Description / Application

Ephedrine; not to be confused with ephedrone) is a sympathomimetic amine commonly used as a stimulant, appetite suppressant, concentration aid, decongestant, and to treat hypotension associated with anaesthesia. Ephedrine (or EPH) is an alkaloid found in plants of the genus Ephedra. It can also be found in other plants like wolfsbane or the Euopean yew.

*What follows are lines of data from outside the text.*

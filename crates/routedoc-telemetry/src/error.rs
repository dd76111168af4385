//! Telemetry error types.

use thiserror::Error;

/// Errors that can occur while setting up logging.
#[derive(Debug, Error)]
pub enum TelemetryError {
    /// The global subscriber could not be installed.
    #[error("Failed to initialize logging: {0}")]
    LoggingInit(String),

    /// The logging configuration is unusable.
    #[error("Invalid configuration: {0}")]
    InvalidConfig(String),
}

#[cfg(test)]
mod tests {
    use super::*;

    #[test]
    fn test_error_display() {
        let err = TelemetryError::LoggingInit("already set".to_string());
        assert_eq!(err.to_string(), "Failed to initialize logging: already set");

        let err = TelemetryError::InvalidConfig("bad level".to_string());
        assert_eq!(err.to_string(), "Invalid configuration: bad level");
    }
}
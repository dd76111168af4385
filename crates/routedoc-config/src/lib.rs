//! Typed configuration for routedoc.
//!
//! This crate provides a strongly-typed configuration with support for:
//! - TOML and JSON configuration files
//! - Environment variable overrides
//! - Strict validation (fails on unknown fields)
//! - Layered configuration (defaults → file → env)
//!
//! # Overview
//!
//! [`RoutedocConfig`] holds two sections:
//!
//! - [`DocsConfig`] - how routes become operations, and document metadata
//! - [`TelemetryConfigSection`] - logging settings
//!
//! # Example
//!
//! ```no_run
//! use routedoc_config::ConfigLoader;
//!
//! # fn main() -> Result<(), routedoc_config::ConfigError> {
//! let config = ConfigLoader::new()
//!     .with_defaults()
//!     .with_optional_file("routedoc.toml")?
//!     .with_env_prefix("ROUTEDOC")
//!     .load()?;
//!
//! println!("Swagger UI at {}", config.docs.ui_path);
//! # Ok(())
//! # }
//! ```
//!
//! # Configuration File Format
//!
//! ```toml
//! [docs]
//! parse_route_parameters = true
//! override_mode = "passthrough"
//! title = "Pet Store"
//! version = "2.1.0"
//! host = "api.example.com"
//! base_path = "/v2"
//! schemes = ["https"]
//! ui_path = "/docs"
//!
//! [telemetry.logging]
//! enabled = true
//! level = "info"
//! format = "json"
//! ```
//!
//! # Environment Variable Overrides
//!
//! Values can be overridden with variables named `PREFIX__SECTION__KEY`:
//!
//! - `ROUTEDOC__DOCS__PARSE_ROUTE_PARAMETERS=false`
//! - `ROUTEDOC__DOCS__OVERRIDE_MODE=adjusted`
//! - `ROUTEDOC__TELEMETRY__LOGGING__LEVEL=debug`

mod config;
mod error;
mod loader;
mod schema;

pub use config::*;
pub use error::ConfigError;
pub use loader::ConfigLoader;
pub use schema::*;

Ephedrine is similar in molecular structure to the well-known drugs phenylpropanolamine and methamphetamine, as well as to the important neurotransmitter epinephrine (adrenalin). Chemically, it is an alkaloid with a phenethylamine skeleton found in various plants in the genus Ephedra (family Ephedraceae). It works mainly by increasing the activity of norepinephrine (noradrenalin) on adrenergic receptors It is most usually marketed as the hydrochloride or sulfate salt.

The herb má huáng, used in Traditional Chinese Medicine (TCM), contains ephedrine and pseudoephedrine as its principal active constituents. The same may be true of other herbal products containing extracts from other Ephedra species.

Ephedrine is a sympathomimetic amine. The principal mechanism of its action relies on its indirect stimulation of the adrenergic receptor system, which is part of the sympathetic nervous system (SNS), by increasing the activity of noradrenaline at the post-synaptic α- and β-receptors. The presence of direct interactions with α-receptors is unlikely, but still controversial. L-Ephedrine, and particularly its stereoisomer norpseudoephedrine (which is also present in Catha edulis) has indirect sympathomimetic effects and due to its ability to cross the blood brain barrier, it is a CNS stimulant similar to amphetamines but less pronounced, as it releases noradrenaline and dopamine in the substantia nigra.
Ephedrine may be quantitated in blood, plasma or urine to monitor possible abuse by athletes, confirm a diagnosis of poisoning or assist in a medicolegal death investigation. Many commercial immunoassay screening tests directed at the amphetamines cross-react appreciably with ephedrine, but chromatographic techniques can easily distinguish ephedrine from other phenethylamine derivatives. Blood or plasma ephedrine concentrations are typically in the 20-200 µg/L range in persons taking the drug therapeutically, 300-3000 µg/L in abusers or poisoned patients and 3–20 mg/L in cases of acute fatal overdosage. The current WADA limit for ephedrine in an athlete’s urine is 10 µg/L.

Ephedrine is sometimes used for doping, usually together with caffeine and salicylic acid.

Shipment / Storage / Risk factors

White to colourless granules, pieces of crystals; unctuous to touch, hygroscopic, gradually decomposes on exposure to light. Is highly hygroscopic and should be kept cool and free from moisture. Soluble in water, alcohol, ether, chloroform and oils.

Melting point: 33-40°C
Boiling point: 255°C (decomposes)

Toxic by ingestion.

Conditions to Avoid: Incompatible materials, light, ignition sources, dust generation, excess heat, exposure to moist air or water.

Consult the applicable MSDS sheet for further particulars.